> [What you will do]
Extract all lines from the data beneath that include the word "warn".

> [Record extracts]
//! Padded numeric keyspace: fixed-width, zero-padded decimal integers.
//!
//! Keys are exactly `width` ASCII digits, so string order and numeric order
//! agree. The keyspace is bounded and integer-valued; once two neighbors are
//! consecutive integers there is nothing between them and the caller has to
//! renumber the collection before retrying.

use crate::{KeyspaceKind, SortKeyProvider};
use ordinal_types::{Error, Result, SortKey};
use tracing::warn;

/// Width used when none is configured.
pub const DEFAULT_WIDTH: usize = 12;

/// Widest supported key. `10^18` still fits in a `u64` with room to spare.
pub const MAX_WIDTH: usize = 18;

/// Provider for the padded numeric keyspace.
#[derive(Debug, Clone, Copy, PartialEq, Eq)]
pub struct PaddedNumericKeyspace {
    width: usize,
}

impl Default for PaddedNumericKeyspace {
    fn default() -> Self {
        Self {
            width: DEFAULT_WIDTH,
        }
    }
}

impl PaddedNumericKeyspace {
    /// Creates a keyspace of `width` digits (`1..=MAX_WIDTH`).
    pub fn new(width: usize) -> Result<Self> {
        if width == 0 || width > MAX_WIDTH {
            return Err(Error::InvalidConfig(format!(
                "padded numeric width must be between 1 and {MAX_WIDTH}, got {width}"
            )));
        }
        Ok(Self { width })
    }

    #[must_use]
    pub const fn width(&self) -> usize {
        self.width
    }

    /// Number of representable keys, `10^width`.
    #[must_use]
    pub fn capacity(&self) -> u64 {
        // width <= MAX_WIDTH keeps this in range
        10u64.pow(self.width as u32)
    }

    /// Largest representable value.
    #[must_use]
    pub fn max_value(&self) -> u64 {
        self.capacity() - 1
    }

    /// Formats `value` as a key of this keyspace.
    pub fn key_for(&self, value: u64) -> Result<SortKey> {
        if value > self.max_value() {
            return Err(Error::InvalidKey {
                key: SortKey::new(value.to_string()),
                reason: format!("value does not fit in {} digits", self.width),
            });
        }
        Ok(SortKey::new(format!("{value:0width$}", width = self.width)))
    }

    /// Parses a key of this keyspace back into its integer value.
    pub fn value_of(&self, key: &SortKey) -> Result<u64> {
        let invalid = |reason: String| Error::InvalidKey {
            key: key.clone(),
            reason,
        };

        if key.len() != self.width {
            return Err(invalid(format!(
                "expected {} digits, got {}",
                self.width,
                key.len()
            )));
        }
        if !key.as_bytes().iter().all(u8::is_ascii_digit) {
            return Err(invalid("key contains a non-digit character".to_owned()));
        }
        key.as_str()
            .parse::<u64>()
            .map_err(|e| invalid(e.to_string()))
    }
}

impl SortKeyProvider for PaddedNumericKeyspace {
    fn kind(&self) -> KeyspaceKind {
        KeyspaceKind::PaddedNumeric
    }

    fn validate_key(&self, key: &SortKey) -> Result<()> {
        self.value_of(key).map(|_| ())
    }

    fn key_between(&self, lower: Option<&SortKey>, upper: Option<&SortKey>) -> Result<SortKey> {
        // Missing bounds become exclusive sentinels just outside the range.
        let lo = match lower {
            Some(key) => i128::from(self.value_of(key)?),
            None => -1,
        };
        let hi = match upper {
            Some(key) => i128::from(self.value_of(key)?),
            None => i128::from(self.capacity()),
        };

        // equal bounds fall through to exhaustion: duplicate keys need renumbering too
        if let (Some(lower), Some(upper)) = (lower, upper) {
            if lo > hi {
                return Err(Error::InvalidBounds {
                    lower: lower.clone(),
                    upper: upper.clone(),
                });
            }
        }

        if hi - lo <= 1 {
            warn!(?lower, ?upper, "padded numeric keyspace exhausted, collection needs renumbering");
            return Err(Error::KeyspaceExhausted {
                lower: lower.cloned(),
                upper: upper.cloned(),
            });
        }

        // hi - lo >= 2 and lo >= -1, so the midpoint is in 0..capacity
        let mid = (lo + hi) / 2;
        self.key_for(mid as u64)
    }
}
//! WebSocket error types.

use thiserror::Error;

#[derive(Debug, Error)]
pub enum WsError {
    #[error("Connection failed: {0}")]
    ConnectionFailed(String),

    #[error("Not connected")]
    NotConnected,

    #[error("Cancelled")]
    Cancelled,

    #[error("Send failed: {0}")]
    SendFailed(String),

    #[error("Tungstenite error: {0}")]
    Tungstenite(#[from] tokio_tungstenite::tungstenite::Error),

    #[error("JSON error: {0}")]
    Json(#[from] serde_json::Error),
}

pub type WsResult<T> = Result<T, WsError>;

> [Exercise output]
use tracing::warn;
            warn!(?lower, ?upper, "padded numeric keyspace exhausted, collection needs renumbering");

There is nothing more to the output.